Partial overlap of Ir gene-controlled responses to two proteins of limited relatedness: hen egg-white lysozyme and human lysozyme.

The plaque-forming cell (PFC) response to human lysozyme (HUL) is regulated by an Ir gene(s) located within the major histocompatibility complex of the mouse. Mice of H-2a, H-2k, H-2v and H-2r haplotypes respond to HUL, whereas mice with H-2b, H-2d, H-2q, H-2s and H-2u haplotypes fail to generate substantial anti-HUL PFC responses. In contrast, only mice carrying the H-2b and H-2s haplotypes are non-responders to the distantly related hen eggwhite lysozyme (HEL). The major genetic control of the anti-HUL PFC response maps to the I-A subregion of the H-2 complex with perhaps a minor influence by a gene mapping to the right of the I-B subregion.
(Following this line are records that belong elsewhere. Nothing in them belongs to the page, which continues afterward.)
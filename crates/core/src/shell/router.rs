//! # Router
//!
//! Two outcomes only: the home page for the root path, the not-found page
//! for everything else.

use serde::Serialize;

pub const HOME_PATH: &str = "/";
/// Explicit alias for the not-found view; project demo links point here
pub const NOT_FOUND_PATH: &str = "/not-found";

#[derive(Debug, Clone, Copy, PartialEq, Eq, Serialize)]
#[serde(rename_all = "snake_case")]
pub enum Route {
    Home,
    NotFound,
}

impl Route {
    /// Resolve a request path. Query and fragment are ignored.
    pub fn resolve(path: &str) -> Self {
        let path = path
            .split(|c: char| c == '?' || c == '#')
            .next()
            .unwrap_or_default();
        match path {
            "" | HOME_PATH => Route::Home,
            _ => Route::NotFound,
        }
    }
}

#[cfg(test)]
mod tests {
    use super::*;

    #[test]
    fn test_root_is_home() {
        assert_eq!(Route::resolve("/"), Route::Home);
        assert_eq!(Route::resolve(""), Route::Home);
        assert_eq!(Route::resolve("/?category=Backend"), Route::Home);
        assert_eq!(Route::resolve("/#projects"), Route::Home);
    }

    #[test]
    fn test_explicit_not_found_alias() {
        assert_eq!(Route::resolve(NOT_FOUND_PATH), Route::NotFound);
    }

    #[test]
    fn test_everything_else_is_not_found() {
        for path in ["/about", "/projects/1", "//", "/index.html", "/Home"] {
            assert_eq!(Route::resolve(path), Route::NotFound, "path {path}");
        }
    }
}
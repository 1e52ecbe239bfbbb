//! Messages whose delivery has started but not finished. An identical
//! message posted again in that window is refused rather than relayed twice.

use std::collections::HashSet;
use std::sync::{Arc, Mutex, MutexGuard, PoisonError};

use super::form::ContactForm;

/// Shared set of messages currently being delivered
#[derive(Debug, Clone, Default)]
pub struct InFlight {
    pending: Arc<Mutex<HashSet<ContactForm>>>,
}

/// Held for the duration of one delivery; releases the message on drop
#[derive(Debug)]
pub struct InFlightClaim {
    pending: Arc<Mutex<HashSet<ContactForm>>>,
    form: ContactForm,
}

fn lock(pending: &Mutex<HashSet<ContactForm>>) -> MutexGuard<'_, HashSet<ContactForm>> {
    pending.lock().unwrap_or_else(PoisonError::into_inner)
}

impl InFlight {
    pub fn new() -> Self {
        Self::default()
    }

    /// Claim `form`, or `None` if an identical message is already in flight
    pub fn try_claim(&self, form: &ContactForm) -> Option<InFlightClaim> {
        if !lock(&self.pending).insert(form.clone()) {
            return None;
        }
        Some(InFlightClaim {
            pending: self.pending.clone(),
            form: form.clone(),
        })
    }
}

impl Drop for InFlightClaim {
    fn drop(&mut self) {
        lock(&self.pending).remove(&self.form);
    }
}
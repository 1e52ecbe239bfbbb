//! # Motion
//!
//! Presentation timing: one-shot visibility latches driven by a viewport,
//! staggered entrance poses, the hero's typed role text, and the cancellable
//! scheduled tasks all timers run on.

pub mod latch;
pub mod reveal;
pub mod stagger;
pub mod timer;
pub mod viewport;

pub use latch::{VisibilityLatch, DEFAULT_THRESHOLD};
pub use reveal::{run_reveal, TextReveal, ROLE_TEXT};
pub use stagger::{Entrance, Pose, Stagger};
pub use timer::ScheduledTask;
pub use viewport::{ScrollViewport, SectionReveal, ThresholdCallback, Viewport};
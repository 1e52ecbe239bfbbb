//! # Text Reveal
//!
//! The hero's role line types itself out one character per tick and stops
//! once the full text is shown.

use std::ops::ControlFlow;
use std::time::Duration;

use super::timer::ScheduledTask;

/// Role line typed out under the owner's name
pub const ROLE_TEXT: &str = "MERN Stack Developer";

#[derive(Debug, Clone, PartialEq, Eq)]
pub struct TextReveal {
    target: String,
    /// Byte length of the revealed prefix, always on a char boundary
    shown: usize,
}

impl TextReveal {
    pub fn new(target: impl Into<String>) -> Self {
        Self {
            target: target.into(),
            shown: 0,
        }
    }

    pub fn target(&self) -> &str {
        &self.target
    }

    pub fn visible_text(&self) -> &str {
        &self.target[..self.shown]
    }

    pub fn is_complete(&self) -> bool {
        self.shown == self.target.len()
    }

    /// Reveal one more character. Returns false once there is nothing left.
    pub fn tick(&mut self) -> bool {
        match self.target[self.shown..].chars().next() {
            Some(c) => {
                self.shown += c.len_utf8();
                true
            }
            None => false,
        }
    }

    /// Every intermediate string from the first character to the full text
    pub fn frames(&self) -> Vec<String> {
        let mut reveal = TextReveal::new(self.target.clone());
        let mut frames = Vec::new();
        while reveal.tick() {
            frames.push(reveal.visible_text().to_string());
        }
        frames
    }

    /// Ticks needed to reveal the whole text
    pub fn steps(&self) -> usize {
        self.target.chars().count()
    }
}

/// Drive a reveal on a timer, calling `on_frame` with the text after each
/// tick. The returned task stops itself when the text is complete and is
/// cancelled when dropped.
pub fn run_reveal<F>(mut reveal: TextReveal, interval: Duration, mut on_frame: F) -> ScheduledTask
where
    F: FnMut(&str) + Send + 'static,
{
    ScheduledTask::repeating(interval, move || {
        if !reveal.tick() {
            return ControlFlow::Break(());
        }
        on_frame(reveal.visible_text());
        if reveal.is_complete() {
            ControlFlow::Break(())
        } else {
            ControlFlow::Continue(())
        }
    })
}

#[cfg(test)]
mod tests {
    use super::*;
    use std::sync::{Arc, Mutex};

    #[test]
    fn test_tick_appends_one_char() {
        let mut reveal = TextReveal::new("Rust");
        assert_eq!(reveal.visible_text(), "");
        assert!(reveal.tick());
        assert_eq!(reveal.visible_text(), "R");
        reveal.tick();
        reveal.tick();
        reveal.tick();
        assert!(reveal.is_complete());
        assert!(!reveal.tick());
        assert_eq!(reveal.visible_text(), "Rust");
    }

    #[test]
    fn test_multibyte_characters() {
        let reveal = TextReveal::new("héllo");
        let frames = reveal.frames();
        assert_eq!(frames.len(), 5);
        assert_eq!(frames[1], "hé");
        assert_eq!(reveal.steps(), 5);
    }

    #[test]
    fn test_role_text_frames() {
        let frames = TextReveal::new(ROLE_TEXT).frames();
        assert_eq!(frames.first().map(String::as_str), Some("M"));
        assert_eq!(frames.last().map(String::as_str), Some(ROLE_TEXT));
    }

    #[tokio::test(start_paused = true)]
    async fn test_run_reveal_stops_when_complete() {
        let seen = Arc::new(Mutex::new(Vec::new()));
        let sink = seen.clone();
        let task = run_reveal(TextReveal::new("abc"), Duration::from_millis(100), move |text| {
            sink.lock().unwrap().push(text.to_string());
        });

        tokio::time::sleep(Duration::from_millis(1000)).await;
        tokio::task::yield_now().await;
        assert_eq!(*seen.lock().unwrap(), vec!["a", "ab", "abc"]);
        assert!(task.is_finished());
    }

    #[tokio::test(start_paused = true)]
    async fn test_run_reveal_cancelled_on_drop() {
        let seen = Arc::new(Mutex::new(Vec::new()));
        let sink = seen.clone();
        let task = run_reveal(TextReveal::new(ROLE_TEXT), Duration::from_millis(100), move |text| {
            sink.lock().unwrap().push(text.to_string());
        });

        tokio::time::sleep(Duration::from_millis(250)).await;
        drop(task);
        tokio::time::sleep(Duration::from_millis(1000)).await;
        assert_eq!(seen.lock().unwrap().len(), 2);
    }
}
HUL and HEL induce a cross-reactive suppressor cell, directed against a particular determinant found on both lysozymes. Once generated, these antigen-specific suppressor cells can affect the in vitro primary response to either lysozyme conjugated to sheep red blood cells. Despite this overlap, the strain distribution pattern of responsiveness is different for the two lysozymes. In the discussion, this was attributed to the MHC-related failure to process and/or present HEL to the HEL/HUL cross-reactive suppressor T cell in H-2q, d and u strains.